= United States military award devices =

Additions to US military medals and ribbons

The United States Armed Forces authorize certain medal and ribbon devices that may be worn if authorized on a defined set of United States military decorations and awards. The devices vary between 3/16 inch to 13/32 inch in size and are usually attached to suspension and service ribbons of medals and to unit award ribbons.

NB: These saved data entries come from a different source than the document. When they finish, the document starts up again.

//! Client (initiator) state machine.
//!
//! `Fresh → Resolved → Encapsulated → SessionOpen → Closed`
//!
//!   - `resolve_peer`      Fresh → Resolved; fails when the peer is
//!                         unknown or inactive
//!   - `initialize`        Resolved → Encapsulated; HPKE seal, mint the
//!                         pending session, send the signed invitation
//!   - `accept_server_ack` Encapsulated → SessionOpen; verify the
//!                         responder's signed acknowledgement and the
//!                         key id it references, then register
//!   - `close`             any state → Closed
//!
//! The pending session lives only in this struct until the ack
//! verifies; cancellation or failure anywhere drops it on the floor
//! (key material zeroizes) and the store never sees it.

use std::sync::Arc;

use chrono::Utc;
use tokio_util::sync::CancellationToken;

use sage_crypto::ed25519::Ed25519KeyPair;
use sage_crypto::hpke::{seal_to_peer, HandshakeInfo, EXPORTER_CONTEXT_SESSION, EXPORTER_LEN};
use sage_crypto::kdf::Role;
use sage_did::resolver::{ResolvedAgent, Resolver};
use sage_did::AgentDid;
use sage_session::{SecureSession, SessionPolicy, SessionStore, SharedSession};
use sage_wire::message::{Invitation, InvitationAck, MessageEnvelope, WIRE_VERSION};
use sage_wire::signer::sign_request;
use sage_wire::verifier::{verify_response, StaticKeySource, VerifyPolicy};
use sage_wire::{SignedRequest, SignedResponse, Transport, WireError, INVITE_PATH, MESSAGE_PATH};

use crate::error::AgentError;

#[derive(Debug, Clone)]
pub struct ClientConfig {
    /// Channel context bound into the HPKE info.
    pub channel: String,
    /// `host` header value for signed requests.
    pub host: String,
    pub policy: SessionPolicy,
    pub verify: VerifyPolicy,
}

impl Default for ClientConfig {
    fn default() -> Self {
        Self {
            channel: "direct".into(),
            host: "sage".into(),
            policy: SessionPolicy::default(),
            verify: VerifyPolicy::default(),
        }
    }
}

#[derive(Debug, Clone, Copy, PartialEq, Eq)]
pub enum ClientState {
    Fresh,
    Resolved,
    Encapsulated,
    SessionOpen,
    Closed,
}

pub struct AgentClient {
    local_did: AgentDid,
    peer_did: AgentDid,
    signing: Ed25519KeyPair,
    resolver: Arc<dyn Resolver>,
    transport: Arc<dyn Transport>,
    store: Arc<SessionStore>,
    config: ClientConfig,

    state: ClientState,
    peer: Option<ResolvedAgent>,
    /// Pending until the ack verifies; then moved into the store.
    pending: Option<SecureSession>,
    pending_envelope_id: Option<String>,
    session: Option<SharedSession>,
}

impl AgentClient {
    #[allow(clippy::too_many_arguments)]
    pub fn new(
        local_did: AgentDid,
        signing: Ed25519KeyPair,
        peer_did: AgentDid,
        resolver: Arc<dyn Resolver>,
        transport: Arc<dyn Transport>,
        store: Arc<SessionStore>,
        config: ClientConfig,
    ) -> Self {
        Self {
            local_did,
            peer_did,
            signing,
            resolver,
            transport,
            store,
            config,
            state: ClientState::Fresh,
            peer: None,
            pending: None,
            pending_envelope_id: None,
            session: None,
        }
    }

    pub fn state(&self) -> ClientState {
        self.state
    }

    pub fn session(&self) -> Option<SharedSession> {
        self.session.clone()
    }

    // ── Fresh → Resolved ─────────────────────────────────────────────

    pub async fn resolve_peer(&mut self, cancel: &CancellationToken) -> Result<(), AgentError> {
        if self.state != ClientState::Fresh {
            return Err(AgentError::BadState("resolve_peer requires Fresh"));
        }
        let peer = self.resolver.resolve(&self.peer_did, cancel).await?;
        tracing::debug!(peer = %self.peer_did, "peer resolved");
        self.peer = Some(peer);
        self.state = ClientState::Resolved;
        Ok(())
    }

    // ── Resolved → Encapsulated ──────────────────────────────────────

    /// HPKE-seal an invitation, mint the pending session, send the
    /// signed invite. Returns the raw response for `accept_server_ack`.
    pub async fn initialize(
        &mut self,
        cancel: &CancellationToken,
    ) -> Result<SignedResponse, AgentError> {
        if self.state != ClientState::Resolved {
            return Err(AgentError::BadState("initialize requires Resolved"));
        }
        let peer = self.peer.as_ref().ok_or(AgentError::BadState("no resolved peer"))?;

        let info = HandshakeInfo::new(
            self.config.channel.clone(),
            self.local_did.canonical(),
            self.peer_did.canonical(),
        )?;
        let envelope_id = uuid::Uuid::new_v4().to_string();

        // The sealed payload is the envelope id: the responder proves
        // decapsulation by echoing what only it could open.
        let sealed = seal_to_peer(
            &peer.kem_key,
            &info,
            EXPORTER_CONTEXT_SESSION,
            EXPORTER_LEN,
            envelope_id.as_bytes(),
            b"",
        )?;

        let session = SecureSession::from_exporter(
            &sealed.exporter_secret,
            Role::Initiator,
            self.local_did.canonical(),
            self.peer_did.canonical(),
            peer.signing_key.clone(),
            self.config.policy,
        )?;

        let invitation = Invitation {
            version: WIRE_VERSION,
            channel: self.config.channel.clone(),
            initiator_did: self.local_did.canonical(),
            responder_did: self.peer_did.canonical(),
            enc: b64(&sealed.enc),
            ciphertext: b64(&sealed.ciphertext),
            envelope_id: envelope_id.clone(),
            sent_at: Utc::now(),
        };

        let mut request =
            SignedRequest::new("POST", INVITE_PATH).with_body(serde_json::to_vec(&invitation)?);
        request.set_header("host", self.config.host.clone());
        // During the handshake the key id is the sender's DID.
        sign_request(
            &mut request,
            &self.signing,
            &self.local_did.canonical(),
            Utc::now().timestamp(),
            &uuid::Uuid::new_v4().to_string(),
        )?;

        let response = self.transport.send(request, cancel).await?;

        self.pending = Some(session);
        self.pending_envelope_id = Some(envelope_id);
        self.state = ClientState::Encapsulated;
        Ok(response)
    }

    // ── Encapsulated → SessionOpen ───────────────────────────────────

    pub async fn accept_server_ack(
        &mut self,
        response: SignedResponse,
    ) -> Result<(), AgentError> {
        if self.state != ClientState::Encapsulated {
            return Err(AgentError::BadState("accept_server_ack requires Encapsulated"));
        }
        let result = self.verify_ack(&response).await;
        match result {
            Ok(()) => {
                let mut session = self
                    .pending
                    .take()
                    .ok_or(AgentError::BadState("no pending session"))?;
                session.establish()?;
                self.session = Some(self.store.insert(session));
                self.pending_envelope_id = None;
                self.state = ClientState::SessionOpen;
                tracing::info!(peer = %self.peer_did, "session open");
                Ok(())
            }
            Err(e) => {
                // Failed handshake leaves nothing behind.
                self.pending = None;
                self.pending_envelope_id = None;
                self.state = ClientState::Closed;
                Err(e)
            }
        }
    }

    async fn verify_ack(&self, response: &SignedResponse) -> Result<(), AgentError> {
        if response.status != 200 {
            return Err(AgentError::Peer {
                status: response.status,
                detail: String::from_utf8_lossy(&response.body).into_owned(),
            });
        }
        let peer = self.peer.as_ref().ok_or(AgentError::BadState("no resolved peer"))?;
        let pending = self
            .pending
            .as_ref()
            .ok_or(AgentError::BadState("no pending session"))?;

        let source = StaticKeySource::new(peer.signing_key.clone());
        let verified = verify_response(response, &source, &self.config.verify).await?;

        let ack: InvitationAck = serde_json::from_slice(&response.body)?;
        let expected_key_id = pending.key_id_b64();
        if verified.key_id != expected_key_id || ack.key_id != expected_key_id {
            return Err(AgentError::AckMismatch(
                "acknowledgement references a different key id".into(),
            ));
        }
        let ack_did: AgentDid = ack
            .responder_did
            .parse()
            .map_err(|_| AgentError::AckMismatch("unparseable responder DID".into()))?;
        if !ack_did.same_agent(&self.peer_did) {
            return Err(AgentError::AckMismatch("wrong responder DID".into()));
        }
        match &self.pending_envelope_id {
            Some(id) if *id == ack.envelope_id => {}
            _ => {
                return Err(AgentError::AckMismatch(
                    "acknowledgement answers a different invitation".into(),
                ))
            }
        }
        Ok(())
    }

    /// Drive the whole handshake.
    pub async fn connect(&mut self, cancel: &CancellationToken) -> Result<(), AgentError> {
        self.resolve_peer(cancel).await?;
        let response = self.initialize(cancel).await?;
        self.accept_server_ack(response).await
    }

    // ── SessionOpen traffic ──────────────────────────────────────────

    /// Encrypt `plaintext`, send it signed, verify and decrypt the
    /// peer's answer.
    pub async fn send_message(
        &mut self,
        plaintext: &[u8],
        cancel: &CancellationToken,
    ) -> Result<Vec<u8>, AgentError> {
        if self.state != ClientState::SessionOpen {
            return Err(AgentError::BadState("send_message requires SessionOpen"));
        }
        let handle = self
            .session
            .clone()
            .ok_or(AgentError::Session(sage_session::SessionError::NoSession))?;

        let (envelope, key_id_b64) = {
            let mut session = handle.lock();
            let packet = session.encrypt(plaintext)?;
            (MessageEnvelope::from_packet(&packet), session.key_id_b64())
        };

        let mut request = SignedRequest::new("POST", MESSAGE_PATH)
            .with_body(serde_json::to_vec(&envelope)?);
        request.set_header("host", self.config.host.clone());
        sign_request(
            &mut request,
            &self.signing,
            &key_id_b64,
            Utc::now().timestamp(),
            &envelope.envelope_id,
        )?;

        let response = self.transport.send(request, cancel).await?;
        if response.status != 200 {
            return Err(AgentError::Peer {
                status: response.status,
                detail: String::from_utf8_lossy(&response.body).into_owned(),
            });
        }

        let peer = self.peer.as_ref().ok_or(AgentError::BadState("no resolved peer"))?;
        let source = StaticKeySource::new(peer.signing_key.clone());
        let verified = verify_response(&response, &source, &self.config.verify).await?;
        if verified.key_id != key_id_b64 {
            return Err(AgentError::AckMismatch(
                "response signed for a different session".into(),
            ));
        }

        let reply: MessageEnvelope = serde_json::from_slice(&response.body)?;
        if reply.key_id != key_id_b64 {
            return Err(AgentError::Wire(WireError::MalformedMessage(
                "reply envelope for a different session".into(),
            )));
        }
        let nonce = reply.nonce_bytes()?;
        let ciphertext = reply.ciphertext_bytes()?;
        let plaintext = handle.lock().decrypt(&nonce, &ciphertext)?;
        Ok(plaintext.to_vec())
    }

    /// Any state → Closed. Idempotent.
    pub fn close(&mut self) {
        if let Some(handle) = self.session.take() {
            let session_id = {
                let mut session = handle.lock();
                session.close();
                session.session_id()
            };
            self.store.remove(&session_id);
        }
        self.pending = None;
        self.pending_envelope_id = None;
        self.state = ClientState::Closed;
    }
}

fn b64(bytes: &[u8]) -> String {
    use base64::{engine::general_purpose::URL_SAFE_NO_PAD, Engine};
    URL_SAFE_NO_PAD.encode(bytes)
}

The devices are usually made of brass or metal alloys that appear gold, silver, or bronze in color with either a dull or polished look. The devices may denote additional awards of the same decoration or award, an award for valor or meritorious combat service, participation in a particular campaign, periods of honorable service, specific events, and other special meanings. These are sometimes referred to as award devices, but are most commonly referred to in service regulations and Department of Defense instructions simply as "devices" for awards and decorations.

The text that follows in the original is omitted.